Вытираю слезу глупее чем я, когда голос заставляет меня подпрыгнуть.
— Джейн, верно?
Я оборачиваюсь и вижу, что за мной наблюдает Томас Мур. Он одет в длинное двубортное пальто с золотым шитьём, военные ботинки, а причёсан, как Джек Воробей, с банданой. На веках — лёгкий слой карандаша, щеки, как и подобает художнику, покрыты небритостью, минимум трёхдневной.
Я встаю, порывисто, как ребёнок, пойманный за шалостью.
— Извините, — говорю я, хотя, наверное, ничего не сделала, чтобы заслужить признание вины. Просто я привыкла. В детстве я постоянно извинялась, мне казалось, я вечно поступаю неправильно, даже дышу неправильно. В тюрьме я унизила своё достоинство до предела. Склонённая голова, никаких протестов, минимум слов. Чтобы выжить там, нужно было либо звучать мощно, либо стать невидимым. Я выбрала невидимость. Поэтому я постоянно извиняюсь, краснею, как школьница, и считаю себя самым незначительным колесом в любой повозке.
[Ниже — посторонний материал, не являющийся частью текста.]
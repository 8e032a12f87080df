//! HTTP服务器生命周期管理

use super::{
    middleware::{create_middleware_stack, create_trace_layer, request_logger},
    routes::create_router,
    AppState,
};
use crate::commands::cli::ServeArgs;
use axum::middleware;
use c3d_core::api::{
    spawn_sweeper, AppConfig, CliError, RetentionPolicy, LIBRARY_PREFIX,
};
use std::time::Duration;
use tokio::net::TcpListener;
use tokio::signal;
use tokio::sync::broadcast;
use tracing::{info, warn};

/// 解析固定端口：`PORT` 环境变量优先，其次 `--port`
///
/// 返回 `None` 时由调用方从配置的起始端口开始探测。
pub fn resolve_port(env_port: Option<&str>, cli_port: Option<u16>) -> Result<Option<u16>, CliError> {
    match env_port.map(str::trim).filter(|s| !s.is_empty()) {
        Some(raw) => raw
            .parse::<u16>()
            .map(Some)
            .map_err(|e| CliError::Config(format!("invalid PORT {raw:?}: {e}"))),
        None => Ok(cli_port),
    }
}

/// 从 `start` 开始依次尝试绑定，返回第一个可用端口的监听器
pub async fn bind_first_available(
    host: &str,
    start: u16,
    span: u16,
) -> Result<(TcpListener, u16), CliError> {
    let end = (start as u32 + span.max(1) as u32).min(u16::MAX as u32 + 1);
    for port in start as u32..end {
        let port = port as u16;
        match TcpListener::bind((host, port)).await {
            Ok(listener) => return Ok((listener, port)),
            Err(e) => tracing::debug!(port, error = %e, "port unavailable"),
        }
    }
    Err(CliError::Command(format!(
        "no available port in range {start}..{end} on {host}"
    )))
}

/// 处理 serve 命令
pub async fn handle_serve(args: ServeArgs, cfg: &AppConfig) -> Result<(), CliError> {
    let mut cfg = cfg.clone();
    if let Some(host) = args.host {
        cfg.server.host = host;
    }
    if let Some(dir) = args.frontend_dir {
        cfg.frontend.dir = Some(dir.to_string_lossy().into_owned());
    }
    if let Some(root) = args.temp_root {
        cfg.gateway.temp_root = Some(root.to_string_lossy().into_owned());
    }

    let gateway = c3d_plugins::factory::build_gateway(&cfg);
    tokio::fs::create_dir_all(gateway.temp_root())
        .await
        .map_err(|e| {
            CliError::Command(format!(
                "create temp root {} failed: {e}",
                gateway.temp_root().display()
            ))
        })?;

    let fixed = resolve_port(std::env::var("PORT").ok().as_deref(), args.port)?;
    let host = cfg.server.host.clone();
    let (listener, port) = match fixed {
        Some(port) => {
            let listener = TcpListener::bind((host.as_str(), port))
                .await
                .map_err(|e| CliError::Command(format!("bind {host}:{port} failed: {e}")))?;
            (listener, port)
        }
        None => bind_first_available(&host, cfg.server.port, cfg.server.port_scan_span).await?,
    };

    let (shutdown_tx, _) = broadcast::channel(1);
    let state = AppState::new(gateway.clone(), cfg.frontend.dir_path(), shutdown_tx.clone());

    let sweeper = match cfg.gateway.retention {
        RetentionPolicy::Retain => Some(spawn_sweeper(
            gateway.temp_root().to_path_buf(),
            vec![cfg.gateway.workdir_prefix.clone(), LIBRARY_PREFIX.to_string()],
            Duration::from_secs(cfg.gateway.retain_ttl_secs),
            Duration::from_secs(cfg.gateway.sweep_interval_secs),
            shutdown_tx.subscribe(),
        )),
        RetentionPolicy::Delete => None,
    };

    println!("Starting C3D server on port {port}");
    match state.frontend_dir.as_deref() {
        Some(dir) if state.frontend_available() => {
            println!("Frontend available: {}", dir.display());
            println!("Web viewer: http://localhost:{port}");
        }
        _ => println!("Frontend not found; serving API only"),
    }
    println!("API: http://localhost:{port}/api");

    info!(
        host = %host,
        port,
        interpreter = %cfg.gateway.interpreter,
        temp_root = %gateway.temp_root().display(),
        runner = gateway.runner_name(),
        "HTTP server listening"
    );

    // 留出余量，脚本超时应先于请求超时触发
    let request_timeout = Duration::from_secs(
        cfg.gateway.max_timeout_secs + cfg.server.request_timeout_margin_secs,
    ) + Duration::from_millis(cfg.gateway.kill_grace_ms);

    let app = create_router(state)
        .layer(middleware::from_fn(request_logger))
        .layer(create_middleware_stack(request_timeout))
        .layer(create_trace_layer());

    let mut shutdown_rx = shutdown_tx.subscribe();
    let served = axum::serve(listener, app)
        .with_graceful_shutdown(async move {
            tokio::select! {
                _ = signal::ctrl_c() => {
                    info!("Received Ctrl+C signal");
                }
                _ = shutdown_rx.recv() => {
                    info!("Received shutdown signal");
                }
                _ = wait_for_sigterm() => {
                    info!("Received SIGTERM signal");
                }
            }

            info!("Starting graceful shutdown...");
        })
        .await;

    // 停止保留目录清理任务
    let _ = shutdown_tx.send(());
    if let Some(handle) = sweeper {
        if let Err(e) = handle.await {
            warn!(error = %e, "retention sweeper did not stop cleanly");
        }
    }

    served.map_err(|e| CliError::Command(format!("server error: {e}")))?;
    info!("Server shutdown complete");
    Ok(())
}

/// 等待 SIGTERM 信号（Unix系统）
#[cfg(unix)]
async fn wait_for_sigterm() {
    use tokio::signal::unix::{signal, SignalKind};

    match signal(SignalKind::terminate()) {
        Ok(mut sigterm) => {
            sigterm.recv().await;
        }
        Err(e) => {
            warn!(error = %e, "failed to install SIGTERM handler");
            std::future::pending::<()>().await
        }
    }
}

/// Windows 系统不支持 SIGTERM，使用空操作
#[cfg(not(unix))]
async fn wait_for_sigterm() {
    std::future::pending::<()>().await
}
— Мне сказали, что я найду вас здесь.
— Вы искали меня? — удивлённо спрашиваю я.
В ответ он присаживается на край того же терракотового горшка.
— Да. Дит сказала, вы приходите очень рано утром, и что лучшее время для разговора с вами — сейчас.
— О чём вы хотели поговорить? — Мой голос звучит немного пронзительно и, возможно, испуганно.
Томас Мур улавливает мой дискомфорт и тут же начинает успокаивать.
— Ничего серьёзного, Джейн. Мы можем перейти на ты? Этот официоз утомляет.
— Х-хорошо.
— Моё настоящее имя — Моррис Грегсон. Приятно познакомиться. — Он протягивает руку и энергично сжимает мою. — Я немного наблюдал за тобой, знаешь?
— Почему? — спрашиваю я, всё больше настораживаясь.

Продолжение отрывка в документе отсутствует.